### Task statement
Records follow. Select each line holding "bool".

┌──

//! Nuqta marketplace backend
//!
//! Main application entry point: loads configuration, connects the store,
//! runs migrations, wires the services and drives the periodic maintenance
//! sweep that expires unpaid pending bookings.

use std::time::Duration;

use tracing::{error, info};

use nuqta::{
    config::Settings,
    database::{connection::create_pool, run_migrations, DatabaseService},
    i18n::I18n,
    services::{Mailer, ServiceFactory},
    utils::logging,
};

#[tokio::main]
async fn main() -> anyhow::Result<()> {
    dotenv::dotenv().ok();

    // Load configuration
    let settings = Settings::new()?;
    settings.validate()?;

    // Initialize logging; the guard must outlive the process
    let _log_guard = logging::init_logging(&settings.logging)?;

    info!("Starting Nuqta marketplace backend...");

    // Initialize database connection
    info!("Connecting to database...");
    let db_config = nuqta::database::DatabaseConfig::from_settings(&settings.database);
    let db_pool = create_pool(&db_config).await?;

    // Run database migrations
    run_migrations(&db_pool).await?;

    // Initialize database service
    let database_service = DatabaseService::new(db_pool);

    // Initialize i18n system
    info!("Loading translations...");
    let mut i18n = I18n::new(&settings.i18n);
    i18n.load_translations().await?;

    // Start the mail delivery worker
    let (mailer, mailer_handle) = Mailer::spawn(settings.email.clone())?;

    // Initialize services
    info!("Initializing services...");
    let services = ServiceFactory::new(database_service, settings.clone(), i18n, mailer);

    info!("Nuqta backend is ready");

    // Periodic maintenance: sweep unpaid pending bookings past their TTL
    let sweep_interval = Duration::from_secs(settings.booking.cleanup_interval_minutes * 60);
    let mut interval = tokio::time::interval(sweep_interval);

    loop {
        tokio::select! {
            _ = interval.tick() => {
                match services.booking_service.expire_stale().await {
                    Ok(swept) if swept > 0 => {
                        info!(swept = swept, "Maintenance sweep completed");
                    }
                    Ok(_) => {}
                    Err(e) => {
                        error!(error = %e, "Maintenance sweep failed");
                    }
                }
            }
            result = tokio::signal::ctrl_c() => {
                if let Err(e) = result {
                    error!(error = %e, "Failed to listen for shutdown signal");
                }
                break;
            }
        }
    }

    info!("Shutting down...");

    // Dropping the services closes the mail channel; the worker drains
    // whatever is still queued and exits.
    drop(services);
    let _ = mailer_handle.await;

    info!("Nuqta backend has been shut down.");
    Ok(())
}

└──
┌──

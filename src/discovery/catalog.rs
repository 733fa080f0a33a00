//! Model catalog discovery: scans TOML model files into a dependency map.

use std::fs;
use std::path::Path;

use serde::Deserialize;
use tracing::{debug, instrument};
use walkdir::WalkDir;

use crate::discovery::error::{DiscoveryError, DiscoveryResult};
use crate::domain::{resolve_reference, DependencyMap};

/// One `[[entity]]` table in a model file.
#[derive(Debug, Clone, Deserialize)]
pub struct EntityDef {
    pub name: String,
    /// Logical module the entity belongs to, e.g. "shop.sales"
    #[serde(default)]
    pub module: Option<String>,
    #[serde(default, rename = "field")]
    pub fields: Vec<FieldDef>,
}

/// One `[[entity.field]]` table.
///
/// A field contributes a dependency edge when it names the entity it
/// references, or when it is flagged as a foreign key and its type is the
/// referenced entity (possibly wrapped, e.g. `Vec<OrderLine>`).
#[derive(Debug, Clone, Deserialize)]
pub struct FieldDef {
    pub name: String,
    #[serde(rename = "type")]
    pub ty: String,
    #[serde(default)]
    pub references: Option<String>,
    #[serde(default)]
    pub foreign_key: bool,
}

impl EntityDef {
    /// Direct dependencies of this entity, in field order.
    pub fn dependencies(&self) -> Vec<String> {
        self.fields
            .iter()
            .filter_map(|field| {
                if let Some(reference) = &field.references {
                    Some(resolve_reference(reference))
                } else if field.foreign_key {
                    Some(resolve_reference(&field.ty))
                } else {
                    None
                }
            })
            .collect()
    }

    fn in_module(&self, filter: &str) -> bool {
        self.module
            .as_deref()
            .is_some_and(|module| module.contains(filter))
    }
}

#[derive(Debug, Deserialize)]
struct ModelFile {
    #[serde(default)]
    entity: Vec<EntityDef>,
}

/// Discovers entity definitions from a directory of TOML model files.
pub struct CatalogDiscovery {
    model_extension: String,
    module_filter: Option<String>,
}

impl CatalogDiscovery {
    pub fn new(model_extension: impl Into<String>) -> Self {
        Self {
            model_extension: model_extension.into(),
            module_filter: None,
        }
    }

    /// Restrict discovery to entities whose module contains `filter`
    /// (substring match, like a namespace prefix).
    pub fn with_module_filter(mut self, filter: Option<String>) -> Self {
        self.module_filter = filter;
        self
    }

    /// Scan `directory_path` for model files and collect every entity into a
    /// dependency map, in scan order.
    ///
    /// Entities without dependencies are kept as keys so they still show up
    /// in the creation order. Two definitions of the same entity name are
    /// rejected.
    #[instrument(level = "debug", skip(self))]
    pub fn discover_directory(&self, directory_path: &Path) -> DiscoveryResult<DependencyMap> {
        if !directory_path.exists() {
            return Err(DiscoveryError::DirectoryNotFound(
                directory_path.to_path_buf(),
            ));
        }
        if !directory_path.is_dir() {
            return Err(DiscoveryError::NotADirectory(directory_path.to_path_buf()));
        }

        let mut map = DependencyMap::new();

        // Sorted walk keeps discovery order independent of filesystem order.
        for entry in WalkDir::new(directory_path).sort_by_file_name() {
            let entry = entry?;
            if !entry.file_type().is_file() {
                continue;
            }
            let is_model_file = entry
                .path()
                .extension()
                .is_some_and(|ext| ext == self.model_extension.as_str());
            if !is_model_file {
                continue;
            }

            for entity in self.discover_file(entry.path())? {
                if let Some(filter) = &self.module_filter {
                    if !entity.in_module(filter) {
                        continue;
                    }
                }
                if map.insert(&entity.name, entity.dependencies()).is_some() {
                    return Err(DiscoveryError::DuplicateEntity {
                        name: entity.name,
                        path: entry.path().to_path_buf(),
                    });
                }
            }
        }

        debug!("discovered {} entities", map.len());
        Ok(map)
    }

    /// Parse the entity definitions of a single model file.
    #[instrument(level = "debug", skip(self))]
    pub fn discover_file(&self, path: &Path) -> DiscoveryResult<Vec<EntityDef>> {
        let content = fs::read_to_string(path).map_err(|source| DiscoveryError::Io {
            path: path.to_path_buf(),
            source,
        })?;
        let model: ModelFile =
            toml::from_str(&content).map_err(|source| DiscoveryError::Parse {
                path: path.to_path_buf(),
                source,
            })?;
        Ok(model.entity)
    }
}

└──

### Written response
    pub foreign_key: bool,
    fn in_module(&self, filter: &str) -> bool {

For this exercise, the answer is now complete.